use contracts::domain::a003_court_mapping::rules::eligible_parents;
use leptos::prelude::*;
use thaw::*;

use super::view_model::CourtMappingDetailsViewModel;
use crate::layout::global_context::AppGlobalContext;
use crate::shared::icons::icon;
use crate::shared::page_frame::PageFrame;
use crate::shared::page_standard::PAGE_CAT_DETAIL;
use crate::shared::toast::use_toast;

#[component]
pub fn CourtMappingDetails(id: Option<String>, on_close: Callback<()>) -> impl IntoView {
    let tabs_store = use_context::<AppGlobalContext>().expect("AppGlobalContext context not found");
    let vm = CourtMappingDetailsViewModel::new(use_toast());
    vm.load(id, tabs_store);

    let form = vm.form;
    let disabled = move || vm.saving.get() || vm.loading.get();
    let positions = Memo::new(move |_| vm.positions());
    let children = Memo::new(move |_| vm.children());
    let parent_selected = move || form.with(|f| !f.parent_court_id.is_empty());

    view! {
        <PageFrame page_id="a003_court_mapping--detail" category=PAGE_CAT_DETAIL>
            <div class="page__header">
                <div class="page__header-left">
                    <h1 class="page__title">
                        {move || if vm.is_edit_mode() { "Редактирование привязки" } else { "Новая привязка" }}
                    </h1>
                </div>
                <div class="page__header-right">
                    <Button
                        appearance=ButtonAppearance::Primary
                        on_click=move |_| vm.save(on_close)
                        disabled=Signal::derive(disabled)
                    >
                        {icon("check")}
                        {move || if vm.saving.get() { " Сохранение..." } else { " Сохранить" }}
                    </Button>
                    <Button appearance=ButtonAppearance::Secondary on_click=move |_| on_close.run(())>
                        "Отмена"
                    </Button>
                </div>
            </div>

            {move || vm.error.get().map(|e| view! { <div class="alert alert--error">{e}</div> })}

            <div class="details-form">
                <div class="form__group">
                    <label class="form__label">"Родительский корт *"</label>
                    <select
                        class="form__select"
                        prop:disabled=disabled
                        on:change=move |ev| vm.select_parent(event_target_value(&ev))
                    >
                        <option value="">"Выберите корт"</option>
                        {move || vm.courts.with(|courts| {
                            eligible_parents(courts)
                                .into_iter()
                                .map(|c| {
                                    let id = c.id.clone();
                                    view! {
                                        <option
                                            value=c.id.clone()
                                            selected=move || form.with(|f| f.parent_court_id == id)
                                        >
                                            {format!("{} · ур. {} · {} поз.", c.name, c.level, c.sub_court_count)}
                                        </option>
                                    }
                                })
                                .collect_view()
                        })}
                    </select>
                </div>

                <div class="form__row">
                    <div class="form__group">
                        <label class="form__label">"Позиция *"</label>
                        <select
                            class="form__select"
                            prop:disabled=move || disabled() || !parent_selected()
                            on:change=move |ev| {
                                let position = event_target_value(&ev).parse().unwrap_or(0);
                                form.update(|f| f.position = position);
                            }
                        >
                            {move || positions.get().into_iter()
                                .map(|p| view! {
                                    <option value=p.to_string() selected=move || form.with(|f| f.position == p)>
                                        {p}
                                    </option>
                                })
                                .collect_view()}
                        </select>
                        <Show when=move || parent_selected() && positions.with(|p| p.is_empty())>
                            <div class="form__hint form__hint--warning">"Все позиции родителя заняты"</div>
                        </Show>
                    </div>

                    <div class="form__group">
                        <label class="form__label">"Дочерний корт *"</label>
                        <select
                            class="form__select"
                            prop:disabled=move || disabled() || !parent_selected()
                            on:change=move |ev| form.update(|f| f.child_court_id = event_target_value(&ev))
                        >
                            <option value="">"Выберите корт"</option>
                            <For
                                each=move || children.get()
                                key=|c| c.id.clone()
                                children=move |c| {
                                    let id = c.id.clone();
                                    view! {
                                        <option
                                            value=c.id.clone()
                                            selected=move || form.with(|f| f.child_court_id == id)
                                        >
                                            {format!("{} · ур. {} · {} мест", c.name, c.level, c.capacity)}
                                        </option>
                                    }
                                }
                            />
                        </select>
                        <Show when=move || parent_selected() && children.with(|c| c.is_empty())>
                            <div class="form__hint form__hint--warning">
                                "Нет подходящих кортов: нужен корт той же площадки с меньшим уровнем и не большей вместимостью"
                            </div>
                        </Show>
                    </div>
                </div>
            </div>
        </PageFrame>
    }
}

________________________________________

» ASSIGNED TASK:
After checking the entries, state how many lines contain "children", and write nothing but the number.

» RESPONSE BOX:
4